↓↓↓

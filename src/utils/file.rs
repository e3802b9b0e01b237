//! File utilities for ingestion.

use sha2::{Digest, Sha256};
use std::fs;
use std::io;
use std::path::{Component, Path, PathBuf};

use crate::error::PipelineError;

/// Calculate SHA-256 checksum of content.
pub fn calculate_checksum(content: &str) -> String {
    let hash = Sha256::digest(content.as_bytes());
    hex::encode(hash)
}

/// Resolve a caller-supplied path against the upload directory.
///
/// The joined path is normalized lexically and must stay inside `base_dir`.
/// Absolute requests and `..` segments that climb out of the base are
/// rejected before any read. An existing target is also canonicalized so a
/// symlink cannot lead outside the base.
pub fn resolve_upload_path(base_dir: &Path, requested: &Path) -> Result<PathBuf, PipelineError> {
    let base = std::path::absolute(base_dir).map_err(|source| PipelineError::FileRead {
        path: base_dir.to_path_buf(),
        source,
    })?;
    let base = normalize_lexically(&base);
    let resolved = normalize_lexically(&base.join(requested));

    if resolved == base || !resolved.starts_with(&base) {
        return Err(PipelineError::PathTraversal(requested.to_path_buf()));
    }

    // Symlinks inside the base may point anywhere; check where they land.
    match (fs::canonicalize(&resolved), fs::canonicalize(&base)) {
        (Ok(real), Ok(real_base)) => {
            if real == real_base || !real.starts_with(&real_base) {
                return Err(PipelineError::PathTraversal(requested.to_path_buf()));
            }
            Ok(real)
        }
        _ => Ok(resolved),
    }
}

/// Collapse `.` and `..` components. `..` never climbs above the root.
fn normalize_lexically(path: &Path) -> PathBuf {
    let mut out = PathBuf::new();
    for component in path.components() {
        match component {
            Component::CurDir => {}
            Component::ParentDir => {
                out.pop();
            }
            other => out.push(other.as_os_str()),
        }
    }
    out
}

/// Read a UTF-8 text file with a size limit.
///
/// Files with a known binary extension, NUL bytes or invalid UTF-8 are
/// rejected as `InvalidData`.
pub fn read_text_file(path: &Path, max_size: u64) -> io::Result<String> {
    if let Some(ext) = path.extension()
        && is_binary_extension(&ext.to_string_lossy().to_lowercase())
    {
        return Err(io::Error::new(
            io::ErrorKind::InvalidData,
            "binary file type is not supported",
        ));
    }

    let metadata = fs::metadata(path)?;
    if metadata.len() > max_size {
        return Err(io::Error::new(
            io::ErrorKind::InvalidData,
            format!(
                "file exceeds maximum size: {} > {}",
                metadata.len(),
                max_size
            ),
        ));
    }

    let bytes = fs::read(path)?;
    if bytes.contains(&0) {
        return Err(io::Error::new(
            io::ErrorKind::InvalidData,
            "file contains NUL bytes",
        ));
    }
    String::from_utf8(bytes)
        .map_err(|_| io::Error::new(io::ErrorKind::InvalidData, "file is not valid UTF-8"))
}

/// Check if extension indicates a binary file.
fn is_binary_extension(ext: &str) -> bool {
    matches!(
        ext,
        "exe"
            | "dll"
            | "so"
            | "dylib"
            | "o"
            | "png"
            | "jpg"
            | "jpeg"
            | "gif"
            | "webp"
            | "mp3"
            | "mp4"
            | "wav"
            | "zip"
            | "tar"
            | "gz"
            | "7z"
            | "pdf"
            | "docx"
            | "xlsx"
            | "pptx"
            | "sqlite"
    )
}

#[cfg(test)]
mod tests {
    use super::*;
    use tempfile::TempDir;

    #[test]
    fn test_calculate_checksum() {
        let checksum = calculate_checksum("hello world");
        assert_eq!(
            checksum,
            "b94d27b9934d3e08a52e52d7da7dabfac484efe37a5380ee9088f7ace2efcde9"
        );
    }

    #[test]
    fn test_resolve_inside_base() {
        let dir = TempDir::new().unwrap();
        let resolved = resolve_upload_path(dir.path(), Path::new("docs/./notes.txt")).unwrap();
        assert!(resolved.starts_with(dir.path()));
        assert!(resolved.ends_with("docs/notes.txt"));
    }

    #[test]
    fn test_resolve_allows_inner_parent_segments() {
        let dir = TempDir::new().unwrap();
        let resolved = resolve_upload_path(dir.path(), Path::new("a/../b.txt")).unwrap();
        assert_eq!(resolved, dir.path().join("b.txt"));
    }

    #[test]
    fn test_traversal_rejected() {
        let dir = TempDir::new().unwrap();
        for attempt in ["../../etc/passwd", "../secret.txt", "docs/../../x", ".."] {
            assert!(
                matches!(
                    resolve_upload_path(dir.path(), Path::new(attempt)),
                    Err(PipelineError::PathTraversal(_))
                ),
                "{attempt}"
            );
        }
    }

    #[test]
    fn test_absolute_request_rejected() {
        let dir = TempDir::new().unwrap();
        assert!(resolve_upload_path(dir.path(), Path::new("/etc/passwd")).is_err());
    }

    #[test]
    fn test_sibling_prefix_rejected() {
        let dir = TempDir::new().unwrap();
        let base = dir.path().join("uploads");
        let attempt = Path::new("../uploads-evil/file.txt");
        assert!(resolve_upload_path(&base, attempt).is_err());
    }

    #[cfg(unix)]
    #[test]
    fn test_symlink_escaping_base_rejected() {
        let outside = TempDir::new().unwrap();
        let secret = outside.path().join("secret.txt");
        fs::write(&secret, "secret").unwrap();

        let uploads = TempDir::new().unwrap();
        std::os::unix::fs::symlink(&secret, uploads.path().join("link.txt")).unwrap();
        std::os::unix::fs::symlink(outside.path(), uploads.path().join("dir")).unwrap();

        for attempt in ["link.txt", "dir/secret.txt"] {
            assert!(
                matches!(
                    resolve_upload_path(uploads.path(), Path::new(attempt)),
                    Err(PipelineError::PathTraversal(_))
                ),
                "{attempt}"
            );
        }
    }

    #[cfg(unix)]
    #[test]
    fn test_symlink_within_base_allowed() {
        let uploads = TempDir::new().unwrap();
        let target = uploads.path().join("real.txt");
        fs::write(&target, "inside").unwrap();
        std::os::unix::fs::symlink(&target, uploads.path().join("alias.txt")).unwrap();

        let resolved = resolve_upload_path(uploads.path(), Path::new("alias.txt")).unwrap();
        assert_eq!(read_text_file(&resolved, 1024).unwrap(), "inside");
    }

    #[test]
    fn test_read_text_file() {
        let dir = TempDir::new().unwrap();
        let path = dir.path().join("notes.md");
        fs::write(&path, "# Notes\nsome text").unwrap();
        assert_eq!(read_text_file(&path, 1024).unwrap(), "# Notes\nsome text");
    }

    #[test]
    fn test_read_text_file_limits() {
        let dir = TempDir::new().unwrap();

        let big = dir.path().join("big.txt");
        fs::write(&big, "x".repeat(100)).unwrap();
        assert!(read_text_file(&big, 10).is_err());

        let nul = dir.path().join("nul.txt");
        fs::write(&nul, b"abc\0def").unwrap();
        assert_eq!(
            read_text_file(&nul, 1024).unwrap_err().kind(),
            io::ErrorKind::InvalidData
        );

        let latin1 = dir.path().join("latin1.txt");
        fs::write(&latin1, [0x63, 0x61, 0x66, 0xe9]).unwrap();
        assert!(read_text_file(&latin1, 1024).is_err());

        let image = dir.path().join("photo.png");
        fs::write(&image, "not really").unwrap();
        assert!(read_text_file(&image, 1024).is_err());
    }
}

↑↑↑

(Task statement): Repeat each entry above exactly as shown.

(Written solution):
filename src/utils/file.rs
repository e3802b9b0e01b237
//! File utilities for ingestion.

use sha2::{Digest, Sha256};
use std::fs;
use std::io;
use std::path::{Component, Path, PathBuf};

use crate::error::PipelineError;

/// Calculate SHA-256 checksum of content.
pub fn calculate_checksum(content: &str) -> String {
    let hash = Sha256::digest(content.as_bytes());
    hex::encode(hash)
}

/// Resolve a caller-supplied path against the upload directory.
///
/// The joined path is normalized lexically and must stay inside `base_dir`.
/// Absolute requests and `..` segments that climb out of the base are
/// rejected before any read. An existing target is also canonicalized so a
/// symlink cannot lead outside the base.
pub fn resolve_upload_path(base_dir: &Path, requested: &Path) -> Result<PathBuf, PipelineError> {
    let base = std::path::absolute(base_dir).map_err(|source| PipelineError::FileRead {
        path: base_dir.to_path_buf(),
        source,
    })?;
    let base = normalize_lexically(&base);
    let resolved = normalize_lexically(&base.join(requested));

    if resolved == base || !resolved.starts_with(&base) {
        return Err(PipelineError::PathTraversal(requested.to_path_buf()));
    }

    // Symlinks inside the base may point anywhere; check where they land.
    match (fs::canonicalize(&resolved), fs::canonicalize(&base)) {
        (Ok(real), Ok(real_base)) => {
            if real == real_base || !real.starts_with(&real_base) {
                return Err(PipelineError::PathTraversal(requested.to_path_buf()));
            }
            Ok(real)
        }
        _ => Ok(resolved),
    }
}

/// Collapse `.` and `..` components. `..` never climbs above the root.
fn normalize_lexically(path: &Path) -> PathBuf {
    let mut out = PathBuf::new();
    for component in path.components() {
        match component {
            Component::CurDir => {}
            Component::ParentDir => {
                out.pop();
            }
            other => out.push(other.as_os_str()),
        }
    }
    out
}

/// Read a UTF-8 text file with a size limit.
///
/// Files with a known binary extension, NUL bytes or invalid UTF-8 are
/// rejected as `InvalidData`.
pub fn read_text_file(path: &Path, max_size: u64) -> io::Result<String> {
    if let Some(ext) = path.extension()
        && is_binary_extension(&ext.to_string_lossy().to_lowercase())
    {
        return Err(io::Error::new(
            io::ErrorKind::InvalidData,
            "binary file type is not supported",
        ));
    }

    let metadata = fs::metadata(path)?;
    if metadata.len() > max_size {
        return Err(io::Error::new(
            io::ErrorKind::InvalidData,
            format!(
                "file exceeds maximum size: {} > {}",
                metadata.len(),
                max_size
            ),
        ));
    }

    let bytes = fs::read(path)?;
    if bytes.contains(&0) {
        return Err(io::Error::new(
            io::ErrorKind::InvalidData,
            "file contains NUL bytes",
        ));
    }
    String::from_utf8(bytes)
        .map_err(|_| io::Error::new(io::ErrorKind::InvalidData, "file is not valid UTF-8"))
}

/// Check if extension indicates a binary file.
fn is_binary_extension(ext: &str) -> bool {
    matches!(
        ext,
        "exe"
            | "dll"
            | "so"
            | "dylib"
            | "o"
            | "png"
            | "jpg"
            | "jpeg"
            | "gif"
            | "webp"
            | "mp3"
            | "mp4"
            | "wav"
            | "zip"
            | "tar"
            | "gz"
            | "7z"
            | "pdf"
            | "docx"
            | "xlsx"
            | "pptx"
            | "sqlite"
    )
}

#[cfg(test)]
mod tests {
    use super::*;
    use tempfile::TempDir;

    #[test]
    fn test_calculate_checksum() {
        let checksum = calculate_checksum("hello world");
        assert_eq!(
            checksum,
            "b94d27b9934d3e08a52e52d7da7dabfac484efe37a5380ee9088f7ace2efcde9"
        );
    }

    #[test]
    fn test_resolve_inside_base() {
        let dir = TempDir::new().unwrap();
        let resolved = resolve_upload_path(dir.path(), Path::new("docs/./notes.txt")).unwrap();
        assert!(resolved.starts_with(dir.path()));
        assert!(resolved.ends_with("docs/notes.txt"));
    }

    #[test]
    fn test_resolve_allows_inner_parent_segments() {
        let dir = TempDir::new().unwrap();
        let resolved = resolve_upload_path(dir.path(), Path::new("a/../b.txt")).unwrap();
        assert_eq!(resolved, dir.path().join("b.txt"));
    }

    #[test]
    fn test_traversal_rejected() {
        let dir = TempDir::new().unwrap();
        for attempt in ["../../etc/passwd", "../secret.txt", "docs/../../x", ".."] {
            assert!(
                matches!(
                    resolve_upload_path(dir.path(), Path::new(attempt)),
                    Err(PipelineError::PathTraversal(_))
                ),
                "{attempt}"
            );
        }
    }

    #[test]
    fn test_absolute_request_rejected() {
        let dir = TempDir::new().unwrap();
        assert!(resolve_upload_path(dir.path(), Path::new("/etc/passwd")).is_err());
    }

    #[test]
    fn test_sibling_prefix_rejected() {
        let dir = TempDir::new().unwrap();
        let base = dir.path().join("uploads");
        let attempt = Path::new("../uploads-evil/file.txt");
        assert!(resolve_upload_path(&base, attempt).is_err());
    }

    #[cfg(unix)]
    #[test]
    fn test_symlink_escaping_base_rejected() {
        let outside = TempDir::new().unwrap();
        let secret = outside.path().join("secret.txt");
        fs::write(&secret, "secret").unwrap();

        let uploads = TempDir::new().unwrap();
        std::os::unix::fs::symlink(&secret, uploads.path().join("link.txt")).unwrap();
        std::os::unix::fs::symlink(outside.path(), uploads.path().join("dir")).unwrap();

        for attempt in ["link.txt", "dir/secret.txt"] {
            assert!(
                matches!(
                    resolve_upload_path(uploads.path(), Path::new(attempt)),
                    Err(PipelineError::PathTraversal(_))
                ),
                "{attempt}"
            );
        }
    }

    #[cfg(unix)]
    #[test]
    fn test_symlink_within_base_allowed() {
        let uploads = TempDir::new().unwrap();
        let target = uploads.path().join("real.txt");
        fs::write(&target, "inside").unwrap();
        std::os::unix::fs::symlink(&target, uploads.path().join("alias.txt")).unwrap();

        let resolved = resolve_upload_path(uploads.path(), Path::new("alias.txt")).unwrap();
        assert_eq!(read_text_file(&resolved, 1024).unwrap(), "inside");
    }

    #[test]
    fn test_read_text_file() {
        let dir = TempDir::new().unwrap();
        let path = dir.path().join("notes.md");
        fs::write(&path, "# Notes\nsome text").unwrap();
        assert_eq!(read_text_file(&path, 1024).unwrap(), "# Notes\nsome text");
    }

    #[test]
    fn test_read_text_file_limits() {
        let dir = TempDir::new().unwrap();

        let big = dir.path().join("big.txt");
        fs::write(&big, "x".repeat(100)).unwrap();
        assert!(read_text_file(&big, 10).is_err());

        let nul = dir.path().join("nul.txt");
        fs::write(&nul, b"abc\0def").unwrap();
        assert_eq!(
            read_text_file(&nul, 1024).unwrap_err().kind(),
            io::ErrorKind::InvalidData
        );

        let latin1 = dir.path().join("latin1.txt");
        fs::write(&latin1, [0x63, 0x61, 0x66, 0xe9]).unwrap();
        assert!(read_text_file(&latin1, 1024).is_err());

        let image = dir.path().join("photo.png");
        fs::write(&image, "not really").unwrap();
        assert!(read_text_file(&image, 1024).is_err());
    }
}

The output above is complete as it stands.